Personal information
- Full name: Rui Abel Maia Coentrão
- Date of birth: 25 July 1992 (age 33)
- Place of birth: Vila do Conde, Portugal
- Height: 1.65 m (5 ft 5 in)
- Position(s): Left-back; winger;

Youth career
- 2000–2005: Varzim
- 2005–2009: Sporting CP
- 2009–2011: Varzim

Senior career*
- Years: Team / Apps / (Gls)
- 2011–2021: Varzim / 225 / (29)
- 2013–2014: → Leixões (loan) / 34 / (1)
- 2021–2022: Tirsense / 21 / (0)
- 2022–2024: Ribeirão / 39 / (0)
- Total:  / 319 / (30)

International career
- 2007–2008: Portugal U16 / 4 / (0)
- 2008–2009: Portugal U17 / 9 / (0)
- 2008–2010: Portugal U18 / 10 / (0)
- 2012–2013: Portugal U21 / 4 / (0)

= Rui Coentrão =

Portuguese footballer

Rui Abel Maia Coentrão (born 25 July 1992) is a Portuguese former professional footballer who played as a left-back or a left winger.

==Club career==
Born in Vila do Conde, Coentrão spent most of his youth career with nearby Varzim SC, while also having four years in Sporting CP's academy. He made his senior debut with the former in the third tier in the 2011–12 season, won by his team.
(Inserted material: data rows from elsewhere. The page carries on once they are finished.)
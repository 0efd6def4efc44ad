use crate::config::Config;
use crate::enrich::{self, Enricher};
use crate::error::FlowMetricsError;
use crate::filter::FlowMatcher;
use crate::flow::{Flow, FlowMessage, RecordKind};
use crate::metric::MetricEntry;
use prometheus::core::{Collector, Desc};
use prometheus::proto::MetricFamily;
use prometheus::{Histogram, HistogramOpts, IntCounterVec, Opts};
use std::sync::Arc;
use tracing::{info, warn};

/// The flow-processing pipeline: filters, enrichers and metric entries in
/// configured order, plus the sampler-labeled ingress/drop counters.
///
/// Built once at startup; `consume` is invoked per received record,
/// concurrently from the ingestion workers.
pub struct FlowPipeline {
    filters: Vec<FlowMatcher>,
    enrichers: Vec<(String, Box<dyn Enricher>)>,
    metrics: Vec<MetricEntry>,
    total_flows: IntCounterVec,
    dropped_flows: IntCounterVec,
    scrape_duration: Histogram,
}

impl FlowPipeline {
    pub fn from_config(cfg: &Config) -> crate::Result<Self> {
        let mut filters = Vec::with_capacity(cfg.pipeline.filter.len());
        for rule in &cfg.pipeline.filter {
            filters.push(FlowMatcher::compile(rule)?);
        }
        if !filters.is_empty() {
            info!(rules = filters.len(), "compiled filter rules");
        }

        let mut enrichers = Vec::with_capacity(cfg.pipeline.enrich.len());
        for name in &cfg.pipeline.enrich {
            let mut enricher = enrich::create(name)
                .ok_or_else(|| FlowMetricsError::UnknownEnricher(name.clone()))?;
            if let Some(opts) = cfg.extensions.get(name) {
                enricher.configure(opts)?;
            }
            info!(enricher = %name, "starting enricher");
            enricher.start()?;
            enrichers.push((name.clone(), enricher));
        }

        let flush_interval = cfg.flush_duration();
        let prefix = &cfg.pipeline.metrics.prefix;
        info!(count = cfg.pipeline.metrics.items.len(), "creating metric items");
        let mut metrics = Vec::with_capacity(cfg.pipeline.metrics.items.len());
        for spec in &cfg.pipeline.metrics.items {
            metrics.push(MetricEntry::new(prefix, spec, flush_interval)?);
        }

        let total_flows = IntCounterVec::new(
            Opts::new("total_flows", "The total number of ingested flows.")
                .namespace(prefix.clone())
                .subsystem("server"),
            &["sampler"],
        )?;
        let dropped_flows = IntCounterVec::new(
            Opts::new("dropped_flows", "The total number of dropped flows.")
                .namespace(prefix.clone())
                .subsystem("server"),
            &["sampler"],
        )?;
        let scrape_duration = Histogram::with_opts(
            HistogramOpts::new("scrape_duration_seconds", "Time spent serving one scrape.")
                .namespace(prefix.clone())
                .subsystem("server"),
        )?;

        Ok(Self {
            filters,
            enrichers,
            metrics,
            total_flows,
            dropped_flows,
            scrape_duration,
        })
    }

    /// Runs one flow through filter -> enrich -> metrics. A filtered flow
    /// increments the drop counter and short-circuits.
    pub fn process(&self, flow: &mut Flow) {
        for matcher in &self.filters {
            if matcher.matches(flow) {
                self.dropped_flows
                    .with_label_values(&[&sampler_label(flow)])
                    .inc();
                return;
            }
        }
        for (_, enricher) in &self.enrichers {
            enricher.enrich(flow);
        }
        for metric in &self.metrics {
            metric.apply(flow);
        }
    }

    /// Maps and processes one decoded record. Only NetFlow v5 records are
    /// handled; every mapped record counts towards the ingress total,
    /// dropped or not.
    pub fn consume(&self, msg: &FlowMessage) {
        if msg.kind != RecordKind::NetflowV5 {
            return;
        }
        let mut flow = Flow::from(msg);
        let sampler = msg.sampler_address.to_string();
        self.process(&mut flow);
        self.total_flows.with_label_values(&[&sampler]).inc();
    }

    /// Closes all enrichers. Close errors are reported, not propagated.
    pub fn shutdown(&self) {
        for (name, enricher) in &self.enrichers {
            if let Err(err) = enricher.close() {
                warn!(enricher = %name, error = %err, "error closing enricher");
            }
        }
    }

    #[cfg(test)]
    pub(crate) fn total_for(&self, sampler: &str) -> u64 {
        self.total_flows.with_label_values(&[sampler]).get()
    }

    #[cfg(test)]
    pub(crate) fn dropped_for(&self, sampler: &str) -> u64 {
        self.dropped_flows.with_label_values(&[sampler]).get()
    }

    #[cfg(test)]
    pub(crate) fn push_filter(&mut self, matcher: FlowMatcher) {
        self.filters.push(matcher);
    }

    #[cfg(test)]
    pub(crate) fn metric_entries(&self) -> &[MetricEntry] {
        &self.metrics
    }
}

fn sampler_label(flow: &Flow) -> String {
    flow.as_ip("sampler")
        .map(|ip| ip.to_string())
        .unwrap_or_default()
}

impl Collector for FlowPipeline {
    fn desc(&self) -> Vec<&Desc> {
        let mut descs = self.total_flows.desc();
        descs.extend(self.dropped_flows.desc());
        descs.extend(self.scrape_duration.desc());
        for metric in &self.metrics {
            descs.extend(metric.desc());
        }
        descs
    }

    fn collect(&self) -> Vec<MetricFamily> {
        let timer = self.scrape_duration.start_timer();
        let mut families = self.total_flows.collect();
        families.extend(self.dropped_flows.collect());
        for metric in &self.metrics {
            families.extend(metric.collect());
        }
        timer.observe_duration();
        families.extend(self.scrape_duration.collect());
        families
    }
}

/// Registration handle: lets one shared pipeline act as a prometheus
/// collector without giving the registry ownership.
pub struct PipelineCollector(pub Arc<FlowPipeline>);

impl Collector for PipelineCollector {
    fn desc(&self) -> Vec<&Desc> {
        self.0.desc()
    }

    fn collect(&self) -> Vec<MetricFamily> {
        self.0.collect()
    }
}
On 29 June 2013, Coentrão was loaned to Segunda Liga club Leixões S.C. for the upcoming campaign. He made 40 total appearances for the side from Matosinhos, and scored the only goal of an away win against Atlético Clube de Portugal on 27 October.

Upon returning to Varzim, Coentrão was a first-team regular, winning promotion to the second division in 2014–15 and playing several years at that level. On 31 July 2016, he scored twice in a 2–1 victory at S.C. Olhanense in the first round of the Taça da Liga. The following 21 May, in the last game of the season, he was sent off in a 3–0 home loss to relegated F.C. Vizela.

==International career==
Coentrão won four caps for Portugal at under-21 level, in as many friendlies. His first arrived on 14 November 2012, in a 3–2 defeat of Scotland in Setúbal where he came on as a late substitute.

==Personal life==
Coentrão's second cousin, Fábio, played in the same position. He was a long-time Portugal international, and his clubs included S.L. Benfica and Real Madrid.